Sonia Khush, Syria director for the Save the Children, an international charity, told MEE that child marriage was a growing problem in Syria and refugee communities as families and communities were "pushed to the brink" by the brutality of the country's war.
"Teenage girls, who should be in school, have found themselves with very few options. The parents often have been out of work for years and long spent all their savings, meaning that providing the most basic things like food or medicine for their children has become an impossible challenge," says Khush.
"In these grave circumstances, where one or both parents could have been killed or injured, girls and their families often see getting married as one of the only ways to alleviate the financial burden."
Kush says that many families feel they cannot protect their daughters from kidnappings, sexual assaults and rapes and hope that, by finding them a husband, they will be better protected and have a better life.
Suddenly I became mum and dad to my brothers, They had no one to stay with but me. The bombs and the attacks kept going on our street
"Whatever the reasons, however, the sad fact is that even once this war is over, many girls who have been married off will never be able to get their childhood back. They will not be able to return to school, and may have already become mothers far too young."
Hala moved into a house with Khaled close to where her family lived. One day in mid-September 2013, she was visiting them while her husband was at work. A rocket hit the building as her mother prepared food in the kitchen. Hala and her brothers fell to the floor - but the room where her mother was suffered the full force of the blast.
"She was covered in blood, all over her chest and body," says Hala, referring to her mother. "She died instantly when a big piece of metal hit her heart and killed her."
At the time Hala was a few weeks pregnant but the shock of the attack caused her to miscarriage, she learned later at the hospital.
"Suddenly I became mum and dad to my brothers," she says. "They had no one to stay with but me. The bombs and the attacks kept going on our street. The whole city was being hit constantly."
But despite the constant danger, Hala did not want to leave the city. "I couldn't because my dad and mum are buried here," she says. "How could I bear being away from them? I couldn't."
Flight from Aleppo
In 2015, the area again found itself the target of devastating air strikes. "The neighbour shouted to us to get down to the basement," says Hala. "We got down, but it wasn't safe enough and the building collapsed. It was a massive rocket."
She woke up in the hospital with injuries to her leg and head, only to learn that Maya, her sister, and Khaled had died in the attack. Their home had also been destroyed.
"Homeless, with no parents or husband and a dead sister and dead baby, and I am just 16 years old.

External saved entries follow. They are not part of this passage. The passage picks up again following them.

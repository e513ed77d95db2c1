//! Version handling for textext
//!
//! The CLI reports the crate version, with a `-dev` suffix when the binary
//! was built without optimizations so bug reports from local builds are
//! easy to tell apart from released ones.

const PROGRAM_NAME: &str = "textext";

#[cfg(debug_assertions)]
const VERSION: &str = concat!(env!("CARGO_PKG_VERSION"), "-dev");
#[cfg(not(debug_assertions))]
const VERSION: &str = env!("CARGO_PKG_VERSION");

/// Get the version string that should be reported by the CLI
pub fn cli_version() -> &'static str {
    VERSION
}

/// Get the Cargo package version (for internal use)
pub fn cargo_version() -> &'static str {
    env!("CARGO_PKG_VERSION")
}

/// One-line program identification, e.g. `textext 0.3.0`.
pub fn banner() -> String {
    format!("{} {}", PROGRAM_NAME, cli_version())
}
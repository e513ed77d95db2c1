/*
 * textext-system-runtime
 * Copyright (c) 2025 The textext authors
 *
 * Runtime abstraction layer for textext system operations.
 *
 * The conversion pipeline never touches std::fs or std::process directly.
 * Everything goes through the SystemRuntime trait so the pipeline can be
 * driven against scripted tools in tests:
 *
 * - NativeRuntime: Full system access using std
 */

mod native;
mod traits;

// Re-export core types (API surface)
pub use traits::{
    CommandOutput, ExecOptions, PathKind, RuntimeError, RuntimeResult, SystemRuntime, TempDir,
};

// Re-export runtime implementations
pub use native::NativeRuntime;
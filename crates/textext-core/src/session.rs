/*
 * session.rs
 * Copyright (c) 2025 The textext authors
 *
 * One edit of one host document: pick a backend, get markup, convert, embed.
 */

//! The session driver.
//!
//! A [`Session`] performs a single create-or-edit operation:
//!
//! 1. probe the backends in order and pick the first available one
//! 2. recover the markup of a previously embedded object among the selection
//! 3. take the new markup from [`SessionOptions`] or ask a [`TextPrompt`]
//! 4. typeset it in a fresh scratch directory and normalize the result
//! 5. tag the fragment and splice it into the document
//!
//! The document is only touched in the last step, after every fallible
//! operation has succeeded, so a failed session leaves it unchanged.

use std::sync::Arc;

use textext_system_runtime::SystemRuntime;
use textext_xml::{NodePath, XmlDocument};

use crate::backend::{Backend, ConversionContext};
use crate::embed::{self, DEFAULT_PREAMBLE};
use crate::error::{Result, TextextError};
use crate::prompt::{PromptValues, TextPrompt};
use crate::request::ConversionRequest;
use crate::runner::CommandRunner;
use crate::tools::ToolPaths;

/// What the caller asked for.
#[derive(Debug, Clone, PartialEq)]
pub struct SessionOptions {
    /// Selected element ids, in selection order.
    pub ids: Vec<String>,
    /// Markup to typeset; `None` asks the prompt.
    pub text: Option<String>,
    pub preamble_file: String,
    pub scale_factor: f64,
}

impl Default for SessionOptions {
    fn default() -> Self {
        Self {
            ids: Vec::new(),
            text: None,
            preamble_file: DEFAULT_PREAMBLE.to_string(),
            scale_factor: 1.0,
        }
    }
}

/// How a session ended.
#[derive(Debug, Clone, PartialEq)]
pub enum SessionOutcome {
    /// A new object was appended to the document element.
    Inserted { backend: Backend, path: NodePath },
    /// A previously embedded object was replaced in place.
    Replaced { backend: Backend, path: NodePath },
    /// The prompt was dismissed.
    Cancelled,
    /// The markup was empty; nothing to typeset.
    EmptyText,
    /// The converter output had nothing to embed.
    NoFragment,
}

impl SessionOutcome {
    /// Whether the document was changed.
    pub fn modified(&self) -> bool {
        matches!(
            self,
            SessionOutcome::Inserted { .. } | SessionOutcome::Replaced { .. }
        )
    }
}

/// Drives one conversion against a host document.
pub struct Session {
    runner: CommandRunner,
    backends: Vec<Backend>,
    tools: ToolPaths,
}

impl Session {
    /// `backends` are tried in the given order.
    pub fn new(runtime: Arc<dyn SystemRuntime>, backends: Vec<Backend>, tools: ToolPaths) -> Self {
        Self {
            runner: CommandRunner::new(runtime),
            backends,
            tools,
        }
    }

    /// First backend whose probe succeeds.
    pub fn select_backend(&self) -> Result<Backend> {
        self.backends
            .iter()
            .copied()
            .find(|backend| backend.probe(&self.runner, &self.tools))
            .ok_or_else(|| TextextError::conversion("No Latex -> SVG converter available"))
    }

    /// Run the session on `doc`.
    ///
    /// # Errors
    ///
    /// Any error leaves `doc` exactly as it was.
    pub fn run(
        &self,
        doc: &mut XmlDocument,
        options: &SessionOptions,
        prompt: &mut dyn TextPrompt,
    ) -> Result<SessionOutcome> {
        let backend = self.select_backend()?;
        tracing::info!(backend = backend.name(), "Using converter");

        let previous = embed::find_previous(doc, &options.ids)?;
        if let Some(previous) = &previous {
            tracing::debug!(id = %previous.id, "Editing existing object");
        }

        let values = match &options.text {
            Some(text) => PromptValues {
                text: text.clone(),
                preamble_file: options.preamble_file.clone(),
                scale_factor: options.scale_factor,
            },
            None => {
                let initial = match &previous {
                    Some(previous) => PromptValues {
                        text: previous.text.clone(),
                        preamble_file: previous.preamble_file.clone(),
                        scale_factor: 1.0,
                    },
                    None => PromptValues {
                        text: String::new(),
                        preamble_file: DEFAULT_PREAMBLE.to_string(),
                        scale_factor: 1.0,
                    },
                };
                match prompt.ask(initial) {
                    Some(values) => values,
                    None => {
                        tracing::info!("Cancelled");
                        return Ok(SessionOutcome::Cancelled);
                    }
                }
            }
        };

        if values.text.is_empty() {
            return Ok(SessionOutcome::EmptyText);
        }

        let request =
            ConversionRequest::new(values.text, values.preamble_file, values.scale_factor)?;

        let Some(mut fragment) = self.convert(backend, &request, doc)? else {
            tracing::info!(backend = backend.name(), "Converter produced nothing to embed");
            return Ok(SessionOutcome::NoFragment);
        };

        embed::tag_fragment(
            &mut fragment,
            request.text(),
            &request.preamble_file().to_string_lossy(),
        );

        let path = embed::embed(doc, fragment, previous.as_ref())?;
        Ok(match previous {
            Some(previous) => {
                tracing::info!(id = %previous.id, "Replaced object");
                SessionOutcome::Replaced { backend, path }
            }
            None => {
                tracing::info!(path = %path, "Inserted object");
                SessionOutcome::Inserted { backend, path }
            }
        })
    }

    /// One conversion attempt in its own scratch directory.
    fn convert(
        &self,
        backend: Backend,
        request: &ConversionRequest,
        host: &XmlDocument,
    ) -> Result<Option<textext_xml::XmlElement>> {
        // Removed when dropped, whatever the outcome
        let scratch = self.runner.runtime().temp_dir("textext")?;
        tracing::debug!(dir = %scratch.path().display(), "Created scratch directory");

        let ctx = ConversionContext {
            runner: &self.runner,
            tools: &self.tools,
            scratch: scratch.path(),
        };
        backend.convert(&ctx, request, host)
    }
}

impl std::fmt::Debug for Session {
    fn fmt(&self, f: &mut std::fmt::Formatter<'_>) -> std::fmt::Result {
        f.debug_struct("Session")
            .field("backends", &self.backends)
            .field("tools", &self.tools)
            .finish_non_exhaustive()
    }
}
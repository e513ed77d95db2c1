//! Shared utilities for textext.

pub mod version;

pub use version::{banner, cargo_version, cli_version};
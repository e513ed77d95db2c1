/*
 * latex.rs
 * Copyright (c) 2025 The textext authors
 *
 * Stage 1: typeset the user's markup to PDF with pdflatex.
 */

//! Markup to PDF.
//!
//! The markup is wrapped in a minimal landscape A0 document so that even
//! wide formulas fit on the first page, with the contents of the preamble
//! file injected before `\begin{document}`.

use std::path::{Path, PathBuf};

use textext_system_runtime::SystemRuntime;

use crate::backend::ConversionContext;
use crate::error::{Result, TextextError};
use crate::request::ConversionRequest;
use crate::runner::Invocation;

/// Scratch file names, all sharing the `tmp` base.
pub const TEX_FILE: &str = "tmp.tex";
pub const PDF_FILE: &str = "tmp.pdf";
pub const SVG_FILE: &str = "tmp.svg";
pub const SK_FILE: &str = "tmp.sk";

/// The complete LaTeX document for `text`.
///
/// The preamble is copied byte for byte, so files in a legacy encoding
/// (say `\usepackage[latin1]{inputenc}` with Latin-1 text) reach pdflatex
/// unchanged.
pub fn wrap_document(preamble: &[u8], text: &str) -> Vec<u8> {
    let mut source = Vec::with_capacity(preamble.len() + text.len() + 128);
    source.extend_from_slice(b"\\documentclass[landscape,a0]{article}\n");
    source.extend_from_slice(preamble);
    source.extend_from_slice(
        b"\n\\pagestyle{empty}\n\\begin{document}\n\\noindent\n",
    );
    source.extend_from_slice(text.as_bytes());
    source.extend_from_slice(b"\n\\end{document}\n");
    source
}

/// Contents of the preamble file, or nothing if there is no such file.
pub fn read_preamble(runtime: &dyn SystemRuntime, path: &Path) -> Result<Vec<u8>> {
    if !runtime.is_file(path)? {
        tracing::debug!(path = %path.display(), "No preamble file, using an empty preamble");
        return Ok(Vec::new());
    }
    Ok(runtime.file_read(path)?)
}

/// Write `tmp.tex` and run pdflatex on it. Returns the path of the PDF.
///
/// # Errors
///
/// Fails if pdflatex cannot be run, exits non-zero, or exits cleanly
/// without writing `tmp.pdf`.
pub fn compile(ctx: &ConversionContext<'_>, request: &ConversionRequest) -> Result<PathBuf> {
    let runtime = ctx.runner.runtime();
    let preamble = read_preamble(runtime, request.preamble_file())?;
    let source = wrap_document(&preamble, request.text());
    runtime.file_write(&ctx.scratch_file(TEX_FILE), &source)?;

    ctx.runner.run(
        &Invocation::new(ctx.tools.pdflatex.as_str())
            .args([TEX_FILE, "-interaction=nonstopmode", "-halt-on-error"])
            .cwd(ctx.scratch),
    )?;

    let pdf = ctx.scratch_file(PDF_FILE);
    if !runtime.is_file(&pdf)? {
        return Err(TextextError::conversion("pdflatex didn't produce output"));
    }
    Ok(pdf)
}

These are my memories and my life right now," said Hala.
Hala and her brothers were put up in a house by her mother-in-law's family and survived thanks to the kindness and charity of their neighbours.
Along with tens of thousands of other residents they were eventually evacuated from Aleppo in December 2016 as part of a deal which returned the eastern part of the city to government control.
Six months on, Hala and her brothers live in a camp for orphans in Idlib province, studying for an uncertain future as the Syrian war continues to shift around them.
"I love my brothers and will stay with them to protect and raise them properly," she says. "Like my mum did for me when I was their age."